Entries provided START
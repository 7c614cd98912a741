//! Generic versioned wrapper type
//!
//! This type expresses Invariant 2: Everything is Versioned.
//! Every read operation returns data wrapped in `Versioned<T>`.
//!
//! ## The Contract
//!
//! ```text
//! fn get(&self, ...) -> Result<Option<Versioned<T>>>
//! fn put(&self, ...) -> Result<Version>
//! ```
//!
//! - Reads return `Versioned<T>` (value + version + timestamp)
//! - Writes return `Version` (the version that was created)
//!
//! ## Migration from VersionedValue
//!
//! The old `VersionedValue` type is replaced by `Versioned<Value>`.
//! This generic version allows any type to be versioned.

use super::{Timestamp, Version};
use serde::{Deserialize, Serialize};
use std::time::Duration;

/// A value with its version information
///
/// This wrapper adds version metadata to any value type.
/// Every read operation in the database returns `Versioned<T>`.
///
/// ## Fields
///
/// - `value`: The actual data
/// - `version`: The version identifier (TxnId, Sequence, or Counter)
/// - `timestamp`: When this version was created (microseconds since epoch)
///
/// ## Invariants
///
/// - `version` always matches the mutation that created this data
/// - `timestamp` is always the creation time of this version
/// - Value is never modified after creation (immutable versions)
#[derive(Debug, Clone, PartialEq, Serialize, Deserialize)]
pub struct Versioned<T> {
    /// The actual value
    pub value: T,

    /// Version identifier
    pub version: Version,

    /// Creation timestamp (microseconds since epoch)
    pub timestamp: Timestamp,
}

impl<T> Versioned<T> {
    /// Create a new versioned value with current timestamp
    pub fn new(value: T, version: Version) -> Self {
        Versioned {
            value,
            version,
            timestamp: Timestamp::now(),
        }
    }

    /// Create a versioned value with explicit timestamp
    pub fn with_timestamp(value: T, version: Version, timestamp: Timestamp) -> Self {
        Versioned {
            value,
            version,
            timestamp,
        }
    }

    /// Map the inner value to a new type
    pub fn map<U, F>(self, f: F) -> Versioned<U>
    where
        F: FnOnce(T) -> U,
    {
        Versioned {
            value: f(self.value),
            version: self.version,
            timestamp: self.timestamp,
        }
    }

    /// Get a reference to the inner value
    #[inline]
    pub fn value(&self) -> &T {
        &self.value
    }

    /// Get a mutable reference to the inner value
    #[inline]
    pub fn value_mut(&mut self) -> &mut T {
        &mut self.value
    }

    /// Consume and return the inner value
    #[inline]
    pub fn into_value(self) -> T {
        self.value
    }

    /// Get the version
    #[inline]
    pub fn version(&self) -> Version {
        self.version
    }

    /// Get the timestamp
    #[inline]
    pub fn timestamp(&self) -> Timestamp {
        self.timestamp
    }

    /// Check if this version is older than a duration
    pub fn is_older_than(&self, duration: Duration) -> bool {
        let now = Timestamp::now();
        if let Some(age) = now.duration_since(self.timestamp) {
            age > duration
        } else {
            false
        }
    }

    /// Get the age of this version
    pub fn age(&self) -> Option<Duration> {
        Timestamp::now().duration_since(self.timestamp)
    }

    /// Extract value and version as a tuple
    pub fn into_parts(self) -> (T, Version, Timestamp) {
        (self.value, self.version, self.timestamp)
    }
}

impl<T: Default> Default for Versioned<T> {
    fn default() -> Self {
        Versioned::new(T::default(), Version::default())
    }
}

impl<T> AsRef<T> for Versioned<T> {
    fn as_ref(&self) -> &T {
        &self.value
    }
}

impl<T> AsMut<T> for Versioned<T> {
    fn as_mut(&mut self) -> &mut T {
        &mut self.value
    }
}

// ============================================================================
// VersionedValue type alias for backwards compatibility
// ============================================================================

use crate::value::Value;

/// Versioned value for the Value enum
///
/// This is the most common use case - versioned arbitrary values.
/// Equivalent to the old `VersionedValue` struct.
pub type VersionedValue = Versioned<Value>;

// ============================================================================
// Tests
// ============================================================================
Entries provided END
Exercise prompt
Using the data above, transcribe the lines that run from the line with "pub struct Versioned<T>" to the line with "with current timestamp", both ends kept, and output nothing else.

Answer box
pub struct Versioned<T> {
    /// The actual value
    pub value: T,

    /// Version identifier
    pub version: Version,

    /// Creation timestamp (microseconds since epoch)
    pub timestamp: Timestamp,
}

impl<T> Versioned<T> {
    /// Create a new versioned value with current timestamp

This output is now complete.